Marvel’s second go at an asbestos villain came in a 1963 issue of “Strange Tales” with the introduction of Asbestos Man.
The first documented case of mesothelioma linked to asbestos exposure surfaced a year later, in 1964, but it wasn’t until the 1970s that scientific evidence surrounding the dangers of the mineral became publicly accepted.
Before taking the alias of Asbestos Man, fictional character Orson Kasloff was the world’s foremost analytical chemist. Wanting to be treated like a king, he turned to a life of crime.
In an effort to impress the criminal underworld, he decided to defeat the Human Torch.
Kasloff assumed the identity of Asbestos Man, creating a suit of flame-resistant “super asbestos” and arming himself with an asbestos shield and asbestos-lined net that converted heat into explosive charges.
Asbestos Man eventually surrendered and wouldn’t make another appearance until 47 years later, when he is shown trying to rob a fast food restaurant while carrying an oxygen tank.
“Please ignore my oxygen tank,” he tells the cashier in the comic book, “I’m a cancer survivor.”
The cashier doesn’t fear him, but is frightened by his suit made of asbestos. When the heroes show up, even they refuse to touch the asbestos suit. A hazmat team later removes Asbestos Man from the restaurant. That was the villain’s final appearance.

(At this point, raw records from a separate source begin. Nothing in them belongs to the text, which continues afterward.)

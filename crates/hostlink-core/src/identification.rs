//! Identifications (proposed species labels) and the votes that confirm them.

use chrono::{DateTime, Utc};
use serde::{Deserialize, Serialize};
use uuid::Uuid;

use crate::taxonomy::TaxonKind;

/// A proposal of a species label for one side of one observation.
///
/// `is_verified` is monotonic: once set it is never cleared.
#[derive(Debug, Clone, Serialize, Deserialize)]
pub struct Identification {
  pub identification_id: Uuid,
  pub observation_id:    Uuid,
  pub author_id:         Uuid,
  pub species_text:      String,
  pub scientific_name:   Option<String>,
  pub kind:              TaxonKind,
  pub is_verified:       bool,
  pub verified_at:       Option<DateTime<Utc>>,
  /// The voter whose vote crossed the threshold.
  pub verified_by:       Option<Uuid>,
  pub created_at:        DateTime<Utc>,
}

/// Input to [`crate::store::IdentificationStore::insert_identification`].
#[derive(Debug, Clone)]
pub struct NewIdentification {
  pub observation_id:  Uuid,
  pub author_id:       Uuid,
  pub kind:            TaxonKind,
  pub species_text:    String,
  pub scientific_name: Option<String>,
}

/// One voter's agreement with one identification. Unique per
/// `(identification_id, voter_id)`.
#[derive(Debug, Clone, Serialize, Deserialize)]
pub struct IdentificationVote {
  pub identification_id: Uuid,
  pub voter_id:          Uuid,
  pub created_at:        DateTime<Utc>,
}

/// Result of [`crate::Engine::cast_vote`].
#[derive(Debug, Clone, Copy, PartialEq, Eq, Serialize, Deserialize)]
pub struct VoteOutcome {
  /// `false` when the voter had already agreed; nothing else happened.
  pub inserted:     bool,
  /// `true` only on the vote that moved the identification to verified.
  pub verified_now: bool,
}

/// An identification together with its tally, for read views.
#[derive(Debug, Clone, Serialize, Deserialize)]
pub struct TalliedIdentification {
  #[serde(flatten)]
  pub identification: Identification,
  pub vote_count:     u32,
  pub votes:          Vec<IdentificationVote>,
}
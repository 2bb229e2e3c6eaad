//! hostlink-server binary.
//!
//! Reads `config.toml` (or the path specified with `--config`), opens the
//! SQLite store, brings stored relationship tiers in line with the configured
//! thresholds, and serves the JSON API over HTTP.

use std::{path::PathBuf, sync::Arc};

use anyhow::Context as _;
use clap::Parser;
use hostlink_core::Engine;
use hostlink_server::{app, expand_tilde, load_settings};
use hostlink_store_sqlite::SqliteStore;
use tokio::net::TcpListener;
use tracing::level_filters::LevelFilter;
use tracing_subscriber::EnvFilter;

#[derive(Parser)]
#[command(author, version, about = "Hostlink identification and relationship server")]
struct Cli {
  /// Path to the TOML configuration file.
  #[arg(short, long, default_value = "config.toml")]
  config: PathBuf,
}

#[tokio::main]
async fn main() -> anyhow::Result<()> {
  // Initialise tracing.
  tracing_subscriber::fmt()
    .with_env_filter(
      EnvFilter::builder()
        .with_default_directive(LevelFilter::INFO.into())
        .from_env_lossy(),
    )
    .init();

  let cli = Cli::parse();

  let (server_cfg, engine_cfg) =
    load_settings(&cli.config).context("failed to load configuration")?;
  tracing::info!(
    verification_vote_threshold = engine_cfg.verification_vote_threshold,
    thresholds = ?engine_cfg.thresholds(),
    "engine configured"
  );

  let store_path = expand_tilde(&server_cfg.store_path);
  let store = SqliteStore::open(&store_path)
    .await
    .with_context(|| format!("failed to open store at {store_path:?}"))?;

  let engine = Arc::new(Engine::new(store, engine_cfg));
  let changed = engine
    .reclassify_all()
    .await
    .context("failed to reclassify stored relationships")?;
  tracing::info!(changed, "relationship tiers checked against thresholds");

  let address = server_cfg.address();
  tracing::info!("Listening on http://{address}");
  let listener = TcpListener::bind(&address)
    .await
    .with_context(|| format!("failed to bind {address}"))?;

  axum::serve(listener, app(engine)).await.context("server error")?;

  Ok(())
}
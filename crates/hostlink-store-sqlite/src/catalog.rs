//! [`TaxonomyCatalog`] for [`SqliteStore`].

use chrono::Utc;
use rusqlite::OptionalExtension as _;
use uuid::Uuid;

use hostlink_core::{
  store::TaxonomyCatalog,
  taxonomy::{NewTaxon, TaxonKind, TaxonomyEntry},
};

use crate::{
  Result, SqliteStore,
  encode::{
    RawTaxon, TAXON_COLUMNS, decode_uuid, encode_dt, encode_kind, encode_uuid, fold, like_pattern,
  },
};

impl TaxonomyCatalog for SqliteStore {
  async fn find_taxonomy(&self, text: String, kind: TaxonKind) -> Result<Option<Uuid>> {
    let pattern  = like_pattern(&fold(&text));
    let kind_str = encode_kind(kind);

    let found: Option<String> = self
      .conn
      .call(move |conn| {
        Ok(conn
          .query_row(
            r"SELECT taxon_id FROM taxonomy
              WHERE kind = ?1
                AND (scientific_fold LIKE ?2 ESCAPE '\'
                  OR common_fold     LIKE ?2 ESCAPE '\'
                  OR genus_fold      LIKE ?2 ESCAPE '\')
              ORDER BY rowid
              LIMIT 1",
            rusqlite::params![kind_str, pattern],
            |r| r.get(0),
          )
          .optional()?)
      })
      .await?;

    found.as_deref().map(decode_uuid).transpose()
  }

  async fn get_taxon(&self, id: Uuid) -> Result<Option<TaxonomyEntry>> {
    let id_str = encode_uuid(id);

    let raw: Option<RawTaxon> = self
      .conn
      .call(move |conn| {
        Ok(conn
          .query_row(
            &format!("SELECT {TAXON_COLUMNS} FROM taxonomy WHERE taxon_id = ?1"),
            rusqlite::params![id_str],
            RawTaxon::from_row,
          )
          .optional()?)
      })
      .await?;

    raw.map(RawTaxon::into_taxon).transpose()
  }

  async fn add_taxon(&self, input: NewTaxon) -> Result<TaxonomyEntry> {
    let entry = TaxonomyEntry {
      taxon_id:        Uuid::new_v4(),
      kind:            input.kind,
      division:        input.division,
      family:          input.family,
      genus:           input.genus,
      species:         input.species,
      scientific_name: input.scientific_name,
      common_name:     input.common_name,
      created_at:      Utc::now(),
    };

    let id_str     = encode_uuid(entry.taxon_id);
    let kind_str   = encode_kind(entry.kind);
    let division   = entry.division.clone();
    let family     = entry.family.clone();
    let genus      = entry.genus.clone();
    let species    = entry.species.clone();
    let scientific = entry.scientific_name.clone();
    let common     = entry.common_name.clone();
    let folds      = [&scientific, &common, &genus].map(|v| v.as_deref().map(fold));
    let at_str     = encode_dt(entry.created_at);

    self
      .conn
      .call(move |conn| {
        let [scientific_fold, common_fold, genus_fold] = folds;
        conn.execute(
          "INSERT INTO taxonomy (
             taxon_id, kind, division, family, genus, species,
             scientific_name, common_name,
             scientific_fold, common_fold, genus_fold, created_at
           ) VALUES (?1, ?2, ?3, ?4, ?5, ?6, ?7, ?8, ?9, ?10, ?11, ?12)",
          rusqlite::params![
            id_str, kind_str, division, family, genus, species, scientific, common,
            scientific_fold, common_fold, genus_fold, at_str,
          ],
        )?;
        Ok(())
      })
      .await?;

    Ok(entry)
  }
}
//! The calling user, as asserted by the auth layer in front of this router.

use axum::{extract::FromRequestParts, http::request::Parts};
use uuid::Uuid;

use crate::error::ApiError;

/// Header carrying the authenticated user's id.
pub const USER_HEADER: &str = "x-user-id";

/// Extracts the caller's user id from [`USER_HEADER`]. Missing or malformed
/// ids are rejected with 401.
#[derive(Debug, Clone, Copy)]
pub struct Actor(pub Uuid);

impl<S> FromRequestParts<S> for Actor
where
  S: Send + Sync,
{
  type Rejection = ApiError;

  async fn from_request_parts(parts: &mut Parts, _state: &S) -> Result<Self, Self::Rejection> {
    let raw = parts
      .headers
      .get(USER_HEADER)
      .ok_or_else(|| ApiError::Unauthorized(format!("missing {USER_HEADER} header")))?;
    raw
      .to_str()
      .ok()
      .and_then(|s| Uuid::parse_str(s.trim()).ok())
      .map(Actor)
      .ok_or_else(|| ApiError::Unauthorized(format!("malformed {USER_HEADER} header")))
  }
}
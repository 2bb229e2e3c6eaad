//! Hosting glue for Hostlink: configuration, the top-level router, and the
//! pieces of startup that are worth testing without a socket.

use std::{
  path::{Path, PathBuf},
  sync::Arc,
};

use axum::{Router, routing::get};
use hostlink_core::{Engine, config::EngineConfig, store::EngineStore};
use serde::Deserialize;
use tower_http::trace::TraceLayer;

// ─── Configuration ────────────────────────────────────────────────────────────

/// Runtime server configuration, deserialised from `config.toml` and
/// `HOSTLINK_*` environment variables.
#[derive(Debug, Deserialize, Clone, PartialEq, Eq)]
#[serde(default)]
pub struct ServerConfig {
  pub host:       String,
  pub port:       u16,
  pub store_path: PathBuf,
}

impl Default for ServerConfig {
  fn default() -> Self {
    Self {
      host:       "127.0.0.1".to_owned(),
      port:       8080,
      store_path: PathBuf::from("hostlink.db"),
    }
  }
}

impl ServerConfig {
  pub fn address(&self) -> String { format!("{}:{}", self.host, self.port) }
}

/// Load both halves of the configuration from `path` (optional) and the
/// environment.
///
/// Server keys take the `HOSTLINK_` prefix; engine keys are read unprefixed
/// (`VERIFICATION_VOTE_THRESHOLD`, `RELATIONSHIP_PREFERRED_THRESHOLD`, ...).
pub fn load_settings(path: &Path) -> Result<(ServerConfig, EngineConfig), config::ConfigError> {
  let server = config::Config::builder()
    .add_source(config::File::from(path).required(false))
    .add_source(config::Environment::with_prefix("HOSTLINK"))
    .build()?
    .try_deserialize::<ServerConfig>()?;

  let engine = config::Config::builder()
    .add_source(config::File::from(path).required(false))
    .add_source(config::Environment::default())
    .build()?
    .try_deserialize::<EngineConfig>()?;

  Ok((server, engine))
}

/// Expand a leading `~` to the user's home directory.
pub fn expand_tilde(path: &Path) -> PathBuf {
  let s = path.to_string_lossy();
  if let Some(rest) = s.strip_prefix("~/")
    && let Ok(home) = std::env::var("HOME")
  {
    return PathBuf::from(home).join(rest);
  }
  path.to_path_buf()
}

// ─── Router ───────────────────────────────────────────────────────────────────

/// The API under `/api`, a liveness probe at `/health`, and request tracing
/// around both.
pub fn app<S>(engine: Arc<Engine<S>>) -> Router
where
  S: EngineStore + 'static,
{
  Router::new()
    .route("/health", get(health))
    .nest("/api", hostlink_api::api_router(engine))
    .layer(TraceLayer::new_for_http())
}

async fn health() -> &'static str { "ok" }
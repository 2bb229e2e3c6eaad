//! The relationship aggregator.
//!
//! This is the only writer of relationship rows. Link, unlink, and move all
//! funnel through [`RelationshipAggregator::link_observation`] and
//! [`RelationshipAggregator::unlink_observation`], which delegate the counter
//! arithmetic to the store's atomic primitives.

use uuid::Uuid;

use crate::{
  Error, Result,
  classify::Thresholds,
  observation::TaxonPair,
  relationship::{Relationship, Unlinked},
  store::{IdentificationStore, RelationshipStore},
};

pub struct RelationshipAggregator<'a, S> {
  store:      &'a S,
  thresholds: Thresholds,
}

impl<'a, S> RelationshipAggregator<'a, S>
where
  S: RelationshipStore + IdentificationStore,
{
  pub fn new(store: &'a S, thresholds: Thresholds) -> Self { Self { store, thresholds } }

  /// How much an observation currently adds to `verified_count`: 1 when
  /// its current identification is verified on both sides, else 0.
  pub async fn verified_contribution(&self, observation_id: Uuid) -> Result<u32> {
    let verified = self
      .store
      .is_fully_verified(observation_id)
      .await
      .map_err(Error::store)?;
    Ok(u32::from(verified))
  }

  /// Attach `observation_id` to the relationship for `pair`, creating it on
  /// first use. Any link the observation already had is released in the same
  /// atomic step, so re-linking to the same pair converges instead of
  /// double-counting.
  pub async fn link_observation(
    &self,
    observation_id: Uuid,
    pair: TaxonPair,
  ) -> Result<Relationship> {
    let contribution = self.verified_contribution(observation_id).await?;
    let relationship = self
      .store
      .upsert_and_link(pair, observation_id, contribution, self.thresholds)
      .await
      .map_err(Error::store)?;

    tracing::info!(
      %observation_id,
      relationship_id = %relationship.relationship_id,
      observation_count = relationship.observation_count,
      verified_count = relationship.verified_count,
      tier = relationship.tier.as_str(),
      "observation linked"
    );
    Ok(relationship)
  }

  /// Release `observation_id` from whatever relationship it points at.
  ///
  /// `previous_verified_contribution` is what the observation added to
  /// `verified_count`, captured before the edit or delete that triggered the
  /// release.
  pub async fn unlink_observation(
    &self,
    observation_id: Uuid,
    previous_verified_contribution: u32,
  ) -> Result<Unlinked> {
    let outcome = self
      .store
      .remove_link_and_decrement(observation_id, previous_verified_contribution, self.thresholds)
      .await
      .map_err(Error::store)?;

    match &outcome {
      Unlinked::NotLinked => {
        tracing::debug!(%observation_id, "observation was not linked");
      }
      Unlinked::Updated(r) => {
        tracing::info!(
          %observation_id,
          relationship_id = %r.relationship_id,
          observation_count = r.observation_count,
          verified_count = r.verified_count,
          tier = r.tier.as_str(),
          "observation unlinked"
        );
      }
      Unlinked::Deleted(r) => {
        tracing::info!(
          %observation_id,
          relationship_id = %r.relationship_id,
          "observation unlinked; relationship emptied and deleted"
        );
      }
    }
    Ok(outcome)
  }

  /// Move an observation between pairs: unlink with the contribution
  /// captured before the edit, then link to `new_pair` (if both sides are
  /// still resolved) with its current contribution.
  ///
  /// Returns the relationship the observation ends up in.
  pub async fn move_observation(
    &self,
    observation_id: Uuid,
    old_pair: Option<TaxonPair>,
    new_pair: Option<TaxonPair>,
    verified_contribution_before: u32,
  ) -> Result<Option<Relationship>> {
    if old_pair.is_some() {
      self.unlink_observation(observation_id, verified_contribution_before).await?;
    }
    match new_pair {
      Some(pair) => Ok(Some(self.link_observation(observation_id, pair).await?)),
      None => Ok(None),
    }
  }

  /// Recompute every stored tier against the current thresholds.
  pub async fn reclassify_all(&self) -> Result<usize> {
    let changed = self
      .store
      .reclassify_all(self.thresholds)
      .await
      .map_err(Error::store)?;
    if changed > 0 {
      tracing::info!(changed, "relationship tiers reclassified");
    }
    Ok(changed)
  }
}
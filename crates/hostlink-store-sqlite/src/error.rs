//! Error type for `hostlink-store-sqlite`.

use thiserror::Error;

#[derive(Debug, Error)]
pub enum Error {
  #[error("database error: {0}")]
  Database(#[from] tokio_rusqlite::Error),

  #[error("uuid parse error: {0}")]
  Uuid(#[from] uuid::Error),

  #[error("date/time parse error: {0}")]
  DateParse(String),

  /// A column held a value outside the set its domain type allows.
  #[error("decode error: {0}")]
  Decode(String),
}

pub type Result<T, E = Error> = std::result::Result<T, E>;
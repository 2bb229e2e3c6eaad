//! Handlers for `/relationships` and `/classify`.
//!
//! | Method | Path | Notes |
//! |--------|------|-------|
//! | `GET`  | `/relationships` | Optional `subject_taxon_id`, `host_taxon_id`, `tier`, `limit`, `offset` |
//! | `GET`  | `/relationships/:id` | 404 if not found |
//! | `GET`  | `/relationships/:id/observations` | Linked observations, newest first |
//! | `GET`  | `/classify` | `?verified=<n>&observations=<n>` |

use std::sync::Arc;

use axum::{
  Json,
  extract::{Path, Query, State},
};
use hostlink_core::{
  Engine,
  classify::Tier,
  observation::Observation,
  relationship::{Relationship, RelationshipQuery},
  store::EngineStore,
};
use serde::{Deserialize, Serialize};
use uuid::Uuid;

use crate::error::ApiError;

// ─── Relationships ────────────────────────────────────────────────────────────

/// `GET /relationships[?subject_taxon_id=...][&host_taxon_id=...][&tier=...]`
pub async fn list<S>(
  State(engine): State<Arc<Engine<S>>>,
  Query(query): Query<RelationshipQuery>,
) -> Result<Json<Vec<Relationship>>, ApiError>
where
  S: EngineStore,
{
  Ok(Json(engine.list_relationships(&query).await?))
}

/// `GET /relationships/:id`
pub async fn get_one<S>(
  State(engine): State<Arc<Engine<S>>>,
  Path(id): Path<Uuid>,
) -> Result<Json<Relationship>, ApiError>
where
  S: EngineStore,
{
  Ok(Json(engine.get_relationship(id).await?))
}

/// `GET /relationships/:id/observations`
pub async fn observations<S>(
  State(engine): State<Arc<Engine<S>>>,
  Path(id): Path<Uuid>,
) -> Result<Json<Vec<Observation>>, ApiError>
where
  S: EngineStore,
{
  Ok(Json(engine.relationship_observations(id).await?))
}

// ─── Classify ─────────────────────────────────────────────────────────────────

#[derive(Debug, Deserialize)]
pub struct ClassifyParams {
  #[serde(default)]
  pub verified:     u32,
  #[serde(default)]
  pub observations: u32,
}

#[derive(Debug, Serialize)]
pub struct Classification {
  pub verified_count:    u32,
  pub observation_count: u32,
  pub tier:              Tier,
}

/// `GET /classify?verified=<n>&observations=<n>`
///
/// The tier the configured thresholds assign to these counters.
pub async fn classify<S>(
  State(engine): State<Arc<Engine<S>>>,
  Query(params): Query<ClassifyParams>,
) -> Json<Classification>
where
  S: EngineStore,
{
  Json(Classification {
    verified_count:    params.verified,
    observation_count: params.observations,
    tier:              engine.classify(params.verified, params.observations),
  })
}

While their storylines were short-lived, compared to more notable Marvel villains, Asbestos Lady’s and Asbestos Man’s legacy is far more significant than the legacies of better known comic book villains.
At a time when asbestos was still being used in products like cigarettes and novelty Christmas snow, comic book criminals used the mineral as a weapon. In the end, both asbestos-themed villains were defeated, not by the superheroes they faced, but by their weapon of choice.
While we may never see Asbestos Lady or Asbestos Man featured as on-screen villains in a Hollywood blockbuster, their legacies are far from “pointless.”